[INFORMATION GIVEN — start]
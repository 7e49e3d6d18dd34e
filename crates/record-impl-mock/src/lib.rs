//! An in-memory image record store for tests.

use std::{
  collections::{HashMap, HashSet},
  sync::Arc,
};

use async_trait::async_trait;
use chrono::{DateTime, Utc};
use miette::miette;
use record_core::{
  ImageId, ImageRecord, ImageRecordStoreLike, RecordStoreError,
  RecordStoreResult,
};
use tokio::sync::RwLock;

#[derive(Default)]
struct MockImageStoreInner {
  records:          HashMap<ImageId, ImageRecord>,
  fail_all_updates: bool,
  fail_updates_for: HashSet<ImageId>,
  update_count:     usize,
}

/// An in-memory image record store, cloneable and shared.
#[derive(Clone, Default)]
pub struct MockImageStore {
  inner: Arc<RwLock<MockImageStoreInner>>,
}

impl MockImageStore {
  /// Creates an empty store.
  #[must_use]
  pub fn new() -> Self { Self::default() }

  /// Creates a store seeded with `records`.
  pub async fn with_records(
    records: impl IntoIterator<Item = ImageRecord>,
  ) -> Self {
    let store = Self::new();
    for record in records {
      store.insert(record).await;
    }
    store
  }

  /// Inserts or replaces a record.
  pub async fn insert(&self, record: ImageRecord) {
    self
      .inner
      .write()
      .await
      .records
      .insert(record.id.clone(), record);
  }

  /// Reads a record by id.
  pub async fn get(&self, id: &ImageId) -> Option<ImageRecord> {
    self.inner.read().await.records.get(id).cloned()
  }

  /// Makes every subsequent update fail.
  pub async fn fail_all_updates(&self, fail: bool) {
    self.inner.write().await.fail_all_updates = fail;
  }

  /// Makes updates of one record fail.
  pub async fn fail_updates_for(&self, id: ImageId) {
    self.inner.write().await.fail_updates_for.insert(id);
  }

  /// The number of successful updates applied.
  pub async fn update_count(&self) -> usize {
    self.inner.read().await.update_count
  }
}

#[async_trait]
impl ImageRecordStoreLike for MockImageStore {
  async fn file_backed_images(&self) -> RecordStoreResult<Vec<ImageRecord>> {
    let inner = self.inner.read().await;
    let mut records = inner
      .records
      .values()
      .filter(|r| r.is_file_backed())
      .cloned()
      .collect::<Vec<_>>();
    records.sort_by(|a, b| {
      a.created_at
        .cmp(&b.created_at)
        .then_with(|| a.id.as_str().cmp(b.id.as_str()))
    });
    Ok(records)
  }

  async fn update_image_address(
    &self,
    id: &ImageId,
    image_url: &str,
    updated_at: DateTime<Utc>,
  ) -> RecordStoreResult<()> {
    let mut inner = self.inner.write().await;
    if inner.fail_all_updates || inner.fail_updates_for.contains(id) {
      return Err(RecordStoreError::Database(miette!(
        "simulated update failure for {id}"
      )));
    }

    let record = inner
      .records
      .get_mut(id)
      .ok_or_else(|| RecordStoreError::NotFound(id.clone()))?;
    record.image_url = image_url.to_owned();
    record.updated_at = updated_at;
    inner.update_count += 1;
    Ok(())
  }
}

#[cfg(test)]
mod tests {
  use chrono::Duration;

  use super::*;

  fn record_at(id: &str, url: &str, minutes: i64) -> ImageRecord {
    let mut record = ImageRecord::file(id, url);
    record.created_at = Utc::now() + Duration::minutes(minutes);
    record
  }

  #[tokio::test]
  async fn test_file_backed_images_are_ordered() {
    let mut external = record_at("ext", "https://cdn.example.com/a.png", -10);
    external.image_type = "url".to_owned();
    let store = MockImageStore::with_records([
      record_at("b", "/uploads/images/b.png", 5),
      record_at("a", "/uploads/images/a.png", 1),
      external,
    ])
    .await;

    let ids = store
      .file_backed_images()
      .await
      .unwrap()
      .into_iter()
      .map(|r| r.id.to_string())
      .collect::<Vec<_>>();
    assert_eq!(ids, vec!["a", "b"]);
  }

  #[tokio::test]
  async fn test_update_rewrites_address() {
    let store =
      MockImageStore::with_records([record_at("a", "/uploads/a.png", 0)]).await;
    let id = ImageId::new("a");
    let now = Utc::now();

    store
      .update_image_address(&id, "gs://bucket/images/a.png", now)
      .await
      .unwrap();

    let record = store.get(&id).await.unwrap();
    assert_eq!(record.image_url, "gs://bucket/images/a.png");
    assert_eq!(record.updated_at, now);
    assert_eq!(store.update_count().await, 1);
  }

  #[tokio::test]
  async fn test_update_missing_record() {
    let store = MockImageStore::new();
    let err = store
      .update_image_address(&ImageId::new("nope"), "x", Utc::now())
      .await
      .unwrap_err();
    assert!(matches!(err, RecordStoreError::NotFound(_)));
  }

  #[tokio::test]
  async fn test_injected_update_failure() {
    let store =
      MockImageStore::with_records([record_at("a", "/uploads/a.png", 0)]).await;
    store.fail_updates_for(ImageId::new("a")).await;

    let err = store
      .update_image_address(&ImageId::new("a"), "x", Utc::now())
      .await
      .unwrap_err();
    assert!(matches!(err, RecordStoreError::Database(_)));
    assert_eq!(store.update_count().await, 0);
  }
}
[INFORMATION GIVEN — finish]
[INFORMATION GIVEN — start]
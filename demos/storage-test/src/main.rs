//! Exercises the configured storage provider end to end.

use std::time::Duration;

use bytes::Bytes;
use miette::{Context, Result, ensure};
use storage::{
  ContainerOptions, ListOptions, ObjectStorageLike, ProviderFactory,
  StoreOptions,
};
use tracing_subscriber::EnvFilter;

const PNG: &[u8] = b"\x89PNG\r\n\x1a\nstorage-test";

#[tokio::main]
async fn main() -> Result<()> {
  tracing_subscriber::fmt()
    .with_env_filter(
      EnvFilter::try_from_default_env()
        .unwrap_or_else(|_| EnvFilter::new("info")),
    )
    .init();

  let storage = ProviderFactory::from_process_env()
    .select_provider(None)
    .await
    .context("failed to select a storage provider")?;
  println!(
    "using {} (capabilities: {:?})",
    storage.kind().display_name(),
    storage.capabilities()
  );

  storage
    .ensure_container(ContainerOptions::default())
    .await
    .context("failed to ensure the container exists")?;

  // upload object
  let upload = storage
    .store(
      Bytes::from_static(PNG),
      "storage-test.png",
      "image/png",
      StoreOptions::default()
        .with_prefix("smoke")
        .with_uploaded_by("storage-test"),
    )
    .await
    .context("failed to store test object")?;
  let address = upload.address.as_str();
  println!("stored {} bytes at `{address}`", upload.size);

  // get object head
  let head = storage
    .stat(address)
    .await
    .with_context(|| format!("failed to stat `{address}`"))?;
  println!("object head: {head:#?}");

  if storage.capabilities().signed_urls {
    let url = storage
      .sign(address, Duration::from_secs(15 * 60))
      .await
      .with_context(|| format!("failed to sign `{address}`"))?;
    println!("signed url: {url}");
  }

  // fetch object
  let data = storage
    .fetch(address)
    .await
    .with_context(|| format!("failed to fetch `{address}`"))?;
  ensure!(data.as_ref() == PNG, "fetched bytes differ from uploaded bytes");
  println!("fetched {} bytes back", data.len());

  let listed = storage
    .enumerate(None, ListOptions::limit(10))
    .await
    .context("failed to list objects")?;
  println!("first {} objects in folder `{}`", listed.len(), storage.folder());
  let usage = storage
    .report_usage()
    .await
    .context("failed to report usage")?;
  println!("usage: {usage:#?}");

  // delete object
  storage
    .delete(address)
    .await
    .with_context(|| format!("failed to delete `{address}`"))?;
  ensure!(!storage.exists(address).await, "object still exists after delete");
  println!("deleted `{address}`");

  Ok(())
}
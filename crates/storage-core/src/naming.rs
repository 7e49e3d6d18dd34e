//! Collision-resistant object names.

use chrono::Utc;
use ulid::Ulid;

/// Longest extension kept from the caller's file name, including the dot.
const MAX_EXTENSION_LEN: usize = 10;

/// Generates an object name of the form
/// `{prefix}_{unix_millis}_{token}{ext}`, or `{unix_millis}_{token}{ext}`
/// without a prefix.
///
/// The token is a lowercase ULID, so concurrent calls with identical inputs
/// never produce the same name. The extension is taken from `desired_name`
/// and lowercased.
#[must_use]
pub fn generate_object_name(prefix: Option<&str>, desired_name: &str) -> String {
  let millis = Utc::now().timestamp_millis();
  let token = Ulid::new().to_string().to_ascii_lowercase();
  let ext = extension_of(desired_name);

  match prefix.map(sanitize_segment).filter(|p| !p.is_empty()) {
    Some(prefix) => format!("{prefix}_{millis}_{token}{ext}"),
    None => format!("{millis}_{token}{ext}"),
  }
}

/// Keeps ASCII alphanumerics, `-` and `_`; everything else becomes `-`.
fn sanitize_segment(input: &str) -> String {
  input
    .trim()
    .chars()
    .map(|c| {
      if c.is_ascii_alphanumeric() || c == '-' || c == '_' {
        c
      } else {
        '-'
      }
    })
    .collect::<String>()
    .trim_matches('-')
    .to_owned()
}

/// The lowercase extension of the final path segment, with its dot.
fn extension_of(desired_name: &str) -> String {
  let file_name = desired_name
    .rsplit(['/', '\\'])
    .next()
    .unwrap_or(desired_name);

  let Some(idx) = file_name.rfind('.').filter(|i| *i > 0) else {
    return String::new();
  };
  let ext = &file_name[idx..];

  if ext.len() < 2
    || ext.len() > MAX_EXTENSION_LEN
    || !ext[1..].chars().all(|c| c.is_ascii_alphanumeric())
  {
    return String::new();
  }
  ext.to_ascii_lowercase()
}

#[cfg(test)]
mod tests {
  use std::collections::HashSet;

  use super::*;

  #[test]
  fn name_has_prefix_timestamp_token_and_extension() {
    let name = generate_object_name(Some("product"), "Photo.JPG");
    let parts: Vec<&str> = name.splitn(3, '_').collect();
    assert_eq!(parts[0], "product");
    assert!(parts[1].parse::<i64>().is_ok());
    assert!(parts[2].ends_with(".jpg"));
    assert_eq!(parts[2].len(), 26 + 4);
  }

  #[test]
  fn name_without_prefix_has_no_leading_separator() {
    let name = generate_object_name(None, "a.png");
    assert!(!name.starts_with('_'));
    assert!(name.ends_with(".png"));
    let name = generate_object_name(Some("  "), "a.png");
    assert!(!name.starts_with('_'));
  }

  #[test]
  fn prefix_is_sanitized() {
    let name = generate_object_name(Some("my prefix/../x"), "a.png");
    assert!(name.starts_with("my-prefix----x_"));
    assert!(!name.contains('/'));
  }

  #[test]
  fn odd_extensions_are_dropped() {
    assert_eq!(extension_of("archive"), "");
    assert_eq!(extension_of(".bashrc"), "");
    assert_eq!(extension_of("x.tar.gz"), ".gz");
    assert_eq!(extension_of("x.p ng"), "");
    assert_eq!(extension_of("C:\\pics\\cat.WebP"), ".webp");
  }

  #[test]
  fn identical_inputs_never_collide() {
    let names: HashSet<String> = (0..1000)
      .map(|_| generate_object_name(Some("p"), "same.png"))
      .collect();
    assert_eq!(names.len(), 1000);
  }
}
[INFORMATION GIVEN — finish]
_EXERCISE INSTRUCTIONS_
Which of the lines above carry the string "filename"? Pick them out and copy them.

_PROBLEM SOLUTION_
filename crates/record-impl-mock/src/lib.rs
filename demos/storage-test/src/main.rs
filename crates/storage-core/src/naming.rs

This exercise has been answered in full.